Pour étudier ces interactions cellulaires, des études récentes ont développé de nouvelles approches permettant de déchiffrer les mécanismes d’action possibles qui entraînent la diaphonie des cellules épithéliales intestinales et des iMSC. Les systèmes de co-culture combinant organoïdes avec des cellules stromales ou immunitaires ont fait progresser notre compréhension des interactions cellulaires épithéliales-sous-épithéliales lors du développement, de la régénération, du dépistage des médicaments et de la modélisationdes maladies 12,13,14,15,16,17. Cependant, la plupart des études sur la coculture d’organoïdes ont utilisé des tissus murins, qui échouent souvent à imiter efficacement la physiologie humaine et les phénotypes de maladies, limitant leur pertinence translationnelleclinique 18.
Dans la plupart des protocoles d’isolement intestinal murin, les cellules épithéliales et stromales sont obtenues à partir de segments de tissu séparés, ce qui peut fournir des échantillons reflétant des caractéristiques légèrement différentes, pouvant affecter la reproductibilité à travers les expériences19,20. Actuellement, il n’existe pas de protocoles standardisés et optimisés pour isoler les cryptes intestinales porcines et les iMSC à partir du même échantillon de tissu. De plus, les limites pratiques pour obtenir des échantillons intestinaux humains appropriés ont conduit de nombreux chercheurs à s’appuyer sur des types cellulaires désappariés provenant de différents organes (comme les entéroïdes humains avec fibroblastes cutanés) pour évaluer la diaphonie cellulaire épithéliale-mésenchymateuse, ce qui peut confondre l’interprétation des données 21,22,23.
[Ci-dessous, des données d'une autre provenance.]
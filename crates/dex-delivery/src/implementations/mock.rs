//! Scripted in-memory chain client for tests.
//!
//! Contract calls are answered from a table keyed by target address and
//! 4-byte selector. `aggregate3` calls against the configured multicall
//! address are unpacked and answered from the same table, so batching code
//! is exercised end to end. Submitted transactions are decoded and kept for
//! inspection, and every RPC method invoked is appended to a log. A mined
//! ERC20 `approve` updates the scripted `allowance` of that token.
//!
//! The mock tracks a single pending nonce and is meant to serve one sender.

use crate::{ChainClient, DeliveryError};
use alloy::consensus::{Transaction as _, TxEnvelope};
use alloy::eips::eip2718::Decodable2718;
use alloy::sol_types::{SolCall, SolValue};
use async_trait::async_trait;
use dex_types::abi::{IMulticall3, IERC20};
use dex_types::{
	Address, Bytes, FeeHistorySample, Transaction, TransactionReceipt, TxHash, U256,
};
use std::collections::{HashMap, VecDeque};
use std::sync::Mutex;

/// How the mock answers receipt queries for a submitted transaction.
#[derive(Debug, Clone, Copy, PartialEq, Eq)]
pub enum ReceiptMode {
	/// Mined with status 1.
	Success,
	/// Mined with status 0.
	Revert,
	/// Never mined; receipt queries keep returning `None`.
	Pending,
}

#[derive(Debug, Clone)]
enum CallResponse {
	Return(Bytes),
	Revert(String),
}

/// A transaction accepted by [`MockChainClient::send_raw_transaction`].
#[derive(Debug, Clone, PartialEq, Eq)]
pub struct SubmittedTransaction {
	pub hash: TxHash,
	pub nonce: u64,
	pub to: Option<Address>,
	pub value: U256,
	pub input: Bytes,
	pub gas_limit: u64,
}

impl SubmittedTransaction {
	/// First four bytes of the calldata.
	pub fn selector(&self) -> Option<[u8; 4]> {
		self.input.get(..4).and_then(|s| s.try_into().ok())
	}
}

struct MockState {
	chain_id: u64,
	nonce: u64,
	balances: HashMap<Address, U256>,
	fee_history: FeeHistorySample,
	gas_price: u128,
	gas_estimate: Result<u64, String>,
	responses: HashMap<(Address, [u8; 4]), CallResponse>,
	multicall: Option<Address>,
	reverse_multicall: bool,
	track_approvals: bool,
	default_receipt: ReceiptMode,
	queued_receipts: VecDeque<ReceiptMode>,
	receipts: HashMap<TxHash, Option<TransactionReceipt>>,
	submitted: Vec<SubmittedTransaction>,
	method_log: Vec<&'static str>,
	block_number: u64,
}

/// Scripted [`ChainClient`] implementation.
pub struct MockChainClient {
	state: Mutex<MockState>,
}

impl MockChainClient {
	pub fn new(chain_id: u64) -> Self {
		Self {
			state: Mutex::new(MockState {
				chain_id,
				nonce: 0,
				balances: HashMap::new(),
				fee_history: FeeHistorySample {
					latest_base_fee: 1_000_000_000,
					rewards: vec![100_000_000; 5],
				},
				gas_price: 1_000_000_000,
				gas_estimate: Ok(100_000),
				responses: HashMap::new(),
				multicall: None,
				reverse_multicall: false,
				track_approvals: true,
				default_receipt: ReceiptMode::Success,
				queued_receipts: VecDeque::new(),
				receipts: HashMap::new(),
				submitted: Vec::new(),
				method_log: Vec::new(),
				block_number: 100,
			}),
		}
	}

	fn with_state<R>(&self, f: impl FnOnce(&mut MockState) -> R) -> R {
		let mut state = self.state.lock().unwrap();
		f(&mut state)
	}

	pub fn set_nonce(&self, nonce: u64) {
		self.with_state(|s| s.nonce = nonce);
	}

	pub fn set_balance(&self, address: Address, balance: U256) {
		self.with_state(|s| {
			s.balances.insert(address, balance);
		});
	}

	pub fn set_fee_history(&self, history: FeeHistorySample) {
		self.with_state(|s| s.fee_history = history);
	}

	pub fn set_gas_price(&self, gas_price: u128) {
		self.with_state(|s| s.gas_price = gas_price);
	}

	pub fn set_gas_estimate(&self, gas: u64) {
		self.with_state(|s| s.gas_estimate = Ok(gas));
	}

	/// Makes every gas estimation fail as a would-be revert with `reason`.
	pub fn fail_gas_estimate(&self, reason: &str) {
		self.with_state(|s| s.gas_estimate = Err(reason.to_string()));
	}

	/// Answers calls of `C` against `target` with the ABI encoding of `value`.
	pub fn on_call<C: SolCall, V: SolValue>(&self, target: Address, value: V) {
		self.on_call_raw(target, C::SELECTOR, value.abi_encode());
	}

	/// Answers calls with `selector` against `target` with raw return data.
	pub fn on_call_raw(&self, target: Address, selector: [u8; 4], data: impl Into<Bytes>) {
		self.with_state(|s| {
			s.responses
				.insert((target, selector), CallResponse::Return(data.into()));
		});
	}

	/// Makes calls of `C` against `target` revert with `reason`.
	pub fn revert_call<C: SolCall>(&self, target: Address, reason: &str) {
		self.with_state(|s| {
			s.responses.insert(
				(target, C::SELECTOR),
				CallResponse::Revert(reason.to_string()),
			);
		});
	}

	/// Serves `aggregate3` at `address`.
	pub fn with_multicall(self, address: Address) -> Self {
		self.with_state(|s| s.multicall = Some(address));
		self
	}

	/// Returns multicall results in reverse order, as a misbehaving node would.
	pub fn reverse_multicall_results(&self) {
		self.with_state(|s| s.reverse_multicall = true);
	}

	/// Leaves scripted allowances unchanged when an approval is mined.
	pub fn ignore_approvals(&self) {
		self.with_state(|s| s.track_approvals = false);
	}

	/// Receipt mode applied to transactions with no queued mode.
	pub fn set_receipt_mode(&self, mode: ReceiptMode) {
		self.with_state(|s| s.default_receipt = mode);
	}

	/// Receipt modes consumed one per submitted transaction, in order.
	pub fn queue_receipt_modes(&self, modes: impl IntoIterator<Item = ReceiptMode>) {
		self.with_state(|s| s.queued_receipts.extend(modes));
	}

	pub fn submitted(&self) -> Vec<SubmittedTransaction> {
		self.with_state(|s| s.submitted.clone())
	}

	pub fn method_log(&self) -> Vec<&'static str> {
		self.with_state(|s| s.method_log.clone())
	}

	/// Number of times `method` was invoked.
	pub fn count(&self, method: &str) -> usize {
		self.with_state(|s| s.method_log.iter().filter(|m| **m == method).count())
	}

	fn log(&self, method: &'static str) {
		self.with_state(|s| s.method_log.push(method));
	}

	fn answer(state: &MockState, to: Address, data: &[u8]) -> Result<Bytes, DeliveryError> {
		let selector: [u8; 4] = data
			.get(..4)
			.and_then(|s| s.try_into().ok())
			.ok_or_else(|| DeliveryError::CallReverted("missing selector".to_string()))?;

		if state.multicall == Some(to) && selector == IMulticall3::aggregate3Call::SELECTOR {
			return Self::answer_aggregate(state, data);
		}

		match state.responses.get(&(to, selector)) {
			Some(CallResponse::Return(bytes)) => Ok(bytes.clone()),
			Some(CallResponse::Revert(reason)) => Err(DeliveryError::CallReverted(reason.clone())),
			None => Err(DeliveryError::CallReverted(format!(
				"no response scripted for {} selector 0x{}",
				to,
				alloy::hex::encode(selector)
			))),
		}
	}

	fn answer_aggregate(state: &MockState, data: &[u8]) -> Result<Bytes, DeliveryError> {
		let decoded = IMulticall3::aggregate3Call::abi_decode(data)
			.map_err(|e| DeliveryError::CallReverted(e.to_string()))?;

		let mut results = Vec::with_capacity(decoded.calls.len());
		for call in decoded.calls {
			match Self::answer(state, call.target, &call.callData) {
				Ok(return_data) => results.push(IMulticall3::Call3Result {
					success: true,
					returnData: return_data,
				}),
				Err(_) if call.allowFailure => results.push(IMulticall3::Call3Result {
					success: false,
					returnData: Bytes::new(),
				}),
				Err(_) => {
					return Err(DeliveryError::CallReverted(
						"Multicall3: call failed".to_string(),
					))
				}
			}
		}
		if state.reverse_multicall {
			results.reverse();
		}
		Ok(results.abi_encode().into())
	}
}

#[async_trait]
impl ChainClient for MockChainClient {
	async fn chain_id(&self) -> Result<u64, DeliveryError> {
		self.log("eth_chainId");
		Ok(self.with_state(|s| s.chain_id))
	}

	async fn transaction_count(&self, _address: Address) -> Result<u64, DeliveryError> {
		self.log("eth_getTransactionCount");
		Ok(self.with_state(|s| s.nonce))
	}

	async fn balance(&self, address: Address) -> Result<U256, DeliveryError> {
		self.log("eth_getBalance");
		Ok(self.with_state(|s| s.balances.get(&address).copied().unwrap_or_default()))
	}

	async fn fee_history(
		&self,
		_block_count: u64,
		_reward_percentile: f64,
	) -> Result<FeeHistorySample, DeliveryError> {
		self.log("eth_feeHistory");
		Ok(self.with_state(|s| s.fee_history.clone()))
	}

	async fn gas_price(&self) -> Result<u128, DeliveryError> {
		self.log("eth_gasPrice");
		Ok(self.with_state(|s| s.gas_price))
	}

	async fn estimate_gas(&self, _tx: &Transaction) -> Result<u64, DeliveryError> {
		self.log("eth_estimateGas");
		self.with_state(|s| s.gas_estimate.clone())
			.map_err(DeliveryError::GasEstimation)
	}

	async fn call(&self, to: Address, data: Bytes) -> Result<Bytes, DeliveryError> {
		self.log("eth_call");
		self.with_state(|s| Self::answer(s, to, &data))
	}

	async fn send_raw_transaction(&self, raw: &Bytes) -> Result<TxHash, DeliveryError> {
		self.log("eth_sendRawTransaction");
		let envelope = TxEnvelope::decode_2718(&mut raw.as_ref())
			.map_err(|e| DeliveryError::InvalidInput(e.to_string()))?;
		let hash = *envelope.tx_hash();

		self.with_state(|s| {
			if envelope.nonce() != s.nonce {
				return Err(DeliveryError::Rpc(format!(
					"nonce too low: expected {}, got {}",
					s.nonce,
					envelope.nonce()
				)));
			}
			s.nonce += 1;
			s.block_number += 1;

			let mode = s.queued_receipts.pop_front().unwrap_or(s.default_receipt);
			let receipt = match mode {
				ReceiptMode::Pending => None,
				ReceiptMode::Success | ReceiptMode::Revert => Some(TransactionReceipt {
					hash,
					block_number: s.block_number,
					success: mode == ReceiptMode::Success,
				}),
			};
			if mode == ReceiptMode::Success && s.track_approvals {
				if let (Some(token), Ok(approve)) = (
					envelope.to(),
					IERC20::approveCall::abi_decode(envelope.input()),
				) {
					s.responses.insert(
						(token, IERC20::allowanceCall::SELECTOR),
						CallResponse::Return(approve.amount.abi_encode().into()),
					);
				}
			}
			s.receipts.insert(hash, receipt);
			s.submitted.push(SubmittedTransaction {
				hash,
				nonce: envelope.nonce(),
				to: envelope.to(),
				value: envelope.value(),
				input: envelope.input().clone(),
				gas_limit: envelope.gas_limit(),
			});
			Ok(hash)
		})
	}

	async fn transaction_receipt(
		&self,
		hash: TxHash,
	) -> Result<Option<TransactionReceipt>, DeliveryError> {
		self.log("eth_getTransactionReceipt");
		Ok(self.with_state(|s| s.receipts.get(&hash).cloned().flatten()))
	}
}

#[cfg(test)]
mod tests {
	use super::*;
	use dex_types::MULTICALL3_ADDRESS;

	#[tokio::test]
	async fn test_scripted_call_and_missing_call() {
		let token = Address::repeat_byte(0x11);
		let mock = MockChainClient::new(1);
		mock.on_call::<IERC20::decimalsCall, _>(token, 6u16);

		let data: Bytes = IERC20::decimalsCall {}.abi_encode().into();
		let ret = mock.call(token, data.clone()).await.unwrap();
		assert_eq!(IERC20::decimalsCall::abi_decode_returns(&ret).unwrap(), 6);

		let other = Address::repeat_byte(0x22);
		assert!(matches!(
			mock.call(other, data).await,
			Err(DeliveryError::CallReverted(_))
		));
	}

	#[tokio::test]
	async fn test_aggregate_allows_failures() {
		let token = Address::repeat_byte(0x11);
		let mock = MockChainClient::new(1).with_multicall(MULTICALL3_ADDRESS);
		mock.on_call::<IERC20::decimalsCall, _>(token, 6u16);

		let calls = vec![
			IMulticall3::Call3 {
				target: token,
				allowFailure: true,
				callData: IERC20::decimalsCall {}.abi_encode().into(),
			},
			IMulticall3::Call3 {
				target: token,
				allowFailure: true,
				callData: IERC20::nameCall {}.abi_encode().into(),
			},
		];
		let data = IMulticall3::aggregate3Call { calls }.abi_encode();
		let ret = mock.call(MULTICALL3_ADDRESS, data.into()).await.unwrap();
		let results = IMulticall3::aggregate3Call::abi_decode_returns(&ret).unwrap();
		assert_eq!(results.len(), 2);
		assert!(results[0].success);
		assert!(!results[1].success);
	}
}
//! Core DEX operations for the executor.
//!
//! This crate turns the chain-client and transaction primitives of
//! `dex-delivery` into trading operations: typed contract reads, Multicall3
//! batching, balance and allowance management, quoting, and the swap and
//! liquidity workflows. [`WalletExecutor`] assembles all of it for one
//! wallet from the configuration.

pub mod balance;
pub mod contracts;
pub mod error;
pub mod executor;
pub mod multicall;
pub mod quote;
pub mod workflows;

pub use balance::{BalanceError, BalanceService, WalletReport};
pub use contracts::ContractError;
pub use error::{OperationError, OperationOutcome};
pub use executor::{PlanReport, StepReport, WalletExecutor};
pub use multicall::{MulticallBatcher, MulticallError};
pub use quote::{LiquidityQuote, QuoteEngine, QuoteError, SwapQuote};
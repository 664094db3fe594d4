//! String formatting utilities.
//!
//! Provides helpers for shortening hashes in log fields, rendering raw token
//! amounts with their decimals, and building explorer links.

use alloy::primitives::U256;

/// Shortens a hex identifier for log fields: the first 10 characters
/// (`0x` plus four bytes) followed by `..`.
pub fn truncate_id(id: &str) -> String {
	if id.len() <= 10 {
		id.to_string()
	} else {
		format!("{}..", &id[..10])
	}
}

/// Formats a raw on-chain token amount with decimal places for display.
///
/// Trailing fractional zeros are dropped, so `1500000` with 6 decimals
/// renders as `1.5` and `1000000` as `1`.
pub fn format_token_amount(amount: U256, decimals: u8) -> String {
	let amount = amount.to_string();
	if decimals == 0 {
		return amount;
	}

	let decimal_places = decimals as usize;

	let (integer_part, decimal_part) = if amount.len() <= decimal_places {
		let decimal_str = format!("{:0>width$}", amount, width = decimal_places);
		("0".to_string(), decimal_str)
	} else {
		let split_pos = amount.len() - decimal_places;
		(
			amount[..split_pos].to_string(),
			amount[split_pos..].to_string(),
		)
	};

	let decimal_trimmed = decimal_part.trim_end_matches('0');

	if decimal_trimmed.is_empty() {
		integer_part
	} else {
		format!("{}.{}", integer_part, decimal_trimmed)
	}
}

/// Joins an explorer base URL and a transaction hash.
///
/// The base may or may not end with `/`; both produce a single separator.
pub fn explorer_link(base: &str, tx_hash: &str) -> String {
	format!("{}/{}", base.trim_end_matches('/'), tx_hash)
}

#[cfg(test)]
mod tests {
	use super::*;

	#[test]
	fn test_truncate_id() {
		assert_eq!(truncate_id("0x12345678"), "0x12345678");
		assert_eq!(truncate_id("0x1234567890abcdef"), "0x12345678..");
	}

	#[test]
	fn test_format_token_amount() {
		assert_eq!(format_token_amount(U256::from(10u64).pow(U256::from(18)), 18), "1");
		assert_eq!(
			format_token_amount(U256::from(1_500_000_000_000_000_000u128), 18),
			"1.5"
		);
		assert_eq!(
			format_token_amount(U256::from(100_000_000_000_000_000u128), 18),
			"0.1"
		);
		assert_eq!(format_token_amount(U256::from(1_500_000u64), 6), "1.5");
		assert_eq!(format_token_amount(U256::from(25u64), 6), "0.000025");
		assert_eq!(format_token_amount(U256::ZERO, 18), "0");
		assert_eq!(format_token_amount(U256::from(1000u64), 0), "1000");
	}

	#[test]
	fn test_explorer_link() {
		assert_eq!(
			explorer_link("https://explorer.example/tx/", "0xabc"),
			"https://explorer.example/tx/0xabc"
		);
		assert_eq!(
			explorer_link("https://explorer.example/tx", "0xabc"),
			"https://explorer.example/tx/0xabc"
		);
	}
}
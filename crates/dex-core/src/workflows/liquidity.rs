//! Liquidity additions.
//!
//! The first leg is sized from its balance and capped by what the second
//! leg's balance can pair with; the second leg follows the pool ratio. When
//! either leg is the wrapped-native token the router's `addLiquidityETH` is
//! used and the native leg travels as value.

use super::{deadline, submit};
use crate::balance::BalanceService;
use crate::contracts;
use crate::error::{OperationError, OperationOutcome};
use crate::quote::{LiquidityQuote, QuoteEngine};
use dex_delivery::{ContractCall, TransactionBuilder};
use dex_types::abi::IRouter;
use dex_types::{format_token_amount, truncate_id, Address, TokenBalance, TokenConfig};
use std::sync::Arc;
use tracing::instrument;

/// Add liquidity to the `token_a`/`token_b` pool using up to `percent_bps`
/// of the `token_a` balance.
#[derive(Debug, Clone, PartialEq, Eq)]
pub struct LiquidityRequest {
	pub token_a: TokenConfig,
	pub token_b: TokenConfig,
	pub percent_bps: u16,
	pub stable: bool,
}

pub struct LiquidityWorkflow {
	builder: Arc<TransactionBuilder>,
	balances: Arc<BalanceService>,
	quotes: Arc<QuoteEngine>,
	deadline_seconds: u64,
}

impl LiquidityWorkflow {
	pub fn new(
		builder: Arc<TransactionBuilder>,
		balances: Arc<BalanceService>,
		quotes: Arc<QuoteEngine>,
		deadline_seconds: u64,
	) -> Self {
		Self {
			builder,
			balances,
			quotes,
			deadline_seconds,
		}
	}

	#[instrument(skip_all, fields(
		wallet = %truncate_id(&self.builder.address().to_string()),
		pair = %format!("{}/{}", request.token_a.symbol, request.token_b.symbol),
	))]
	pub async fn execute(
		&self,
		request: &LiquidityRequest,
	) -> Result<OperationOutcome, OperationError> {
		let (token_a, token_b) = (&request.token_a, &request.token_b);

		let balance_a = self.non_zero_balance(token_a).await?;
		let balance_b = self.non_zero_balance(token_b).await?;

		let quote = self
			.quotes
			.liquidity_quote(
				token_a.address,
				token_b.address,
				request.stable,
				balance_a.amount,
				balance_b.amount,
				request.percent_bps,
			)
			.await?;
		if quote.amount_a_desired.is_zero() {
			tracing::warn!("Amount of {} rounds down to zero", token_a.symbol);
			return Err(OperationError::InsufficientBalance {
				token: token_a.symbol.clone(),
				available: balance_a.amount,
			});
		}
		if quote.amount_b_desired.is_zero() || quote.amount_b_desired > balance_b.amount {
			tracing::warn!(
				required = %format_token_amount(quote.amount_b_desired, token_b.decimals),
				"Not enough {} to pair",
				token_b.symbol
			);
			return Err(OperationError::InsufficientBalance {
				token: token_b.symbol.clone(),
				available: balance_b.amount,
			});
		}
		tracing::info!(
			amount_a = %format_token_amount(quote.amount_a_desired, token_a.decimals),
			amount_b = %format_token_amount(quote.amount_b_desired, token_b.decimals),
			"Quoted"
		);

		let router = self.quotes.router();
		for (token, amount) in [
			(token_a.address, quote.amount_a_desired),
			(token_b.address, quote.amount_b_desired),
		] {
			if !self.balances.is_native(token) {
				self.balances.ensure_allowance(token, router, amount).await?;
			}
		}
		tracing::info!("Approval checked");

		let call = self.liquidity_call(router, request, &quote);
		submit(&self.builder, call).await
	}

	async fn non_zero_balance(&self, token: &TokenConfig) -> Result<TokenBalance, OperationError> {
		let balance = self.balances.get_balance(token.address).await?;
		if balance.amount.is_zero() {
			tracing::warn!("No {} balance", token.symbol);
			return Err(OperationError::InsufficientBalance {
				token: token.symbol.clone(),
				available: balance.amount,
			});
		}
		Ok(balance)
	}

	fn liquidity_call(
		&self,
		router: Address,
		request: &LiquidityRequest,
		quote: &LiquidityQuote,
	) -> ContractCall {
		let to = self.builder.address();
		let deadline = deadline(self.deadline_seconds);
		let (a, b) = (request.token_a.address, request.token_b.address);

		if self.balances.is_native(a) {
			contracts::write_payable(
				router,
				&IRouter::addLiquidityETHCall {
					token: b,
					stable: request.stable,
					amountTokenDesired: quote.amount_b_desired,
					amountTokenMin: quote.amount_b_min,
					amountETHMin: quote.amount_a_min,
					to,
					deadline,
				},
				quote.amount_a_desired,
			)
		} else if self.balances.is_native(b) {
			contracts::write_payable(
				router,
				&IRouter::addLiquidityETHCall {
					token: a,
					stable: request.stable,
					amountTokenDesired: quote.amount_a_desired,
					amountTokenMin: quote.amount_a_min,
					amountETHMin: quote.amount_b_min,
					to,
					deadline,
				},
				quote.amount_b_desired,
			)
		} else {
			contracts::write(
				router,
				&IRouter::addLiquidityCall {
					tokenA: a,
					tokenB: b,
					stable: request.stable,
					amountADesired: quote.amount_a_desired,
					amountBDesired: quote.amount_b_desired,
					amountAMin: quote.amount_a_min,
					amountBMin: quote.amount_b_min,
					to,
					deadline,
				},
			)
		}
	}
}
Bien qu’un protocole récemment publié pour la biopsie intestinale humaine ait isolé des cryptes et obtenu des fibroblastes par excroissance à partir du tissu appauvri en épithélium résiduel, des approches standardisées comparables font défaut chezles porcs 24. Les porcs sont utilisés comme modèle animal adapté à la recherche translationnelle en raison de leur ressemblance anatomique et physiologique avec les humains 2,18,25,26,27,28,29. Par conséquent, cette méthode présente un protocole d’isolement séquentiel qui permet de récupérer les cryptes intestinales et les iMSC du même segment jéjunal porcin en fonction de la structure physiologique, anatomique et morphologique del’intestin 4,30. La procédure fournit un cadre reproductible pour isoler à la fois les cryptes et les iMSC, adapté à de futures études de co-culture intestinale porcine.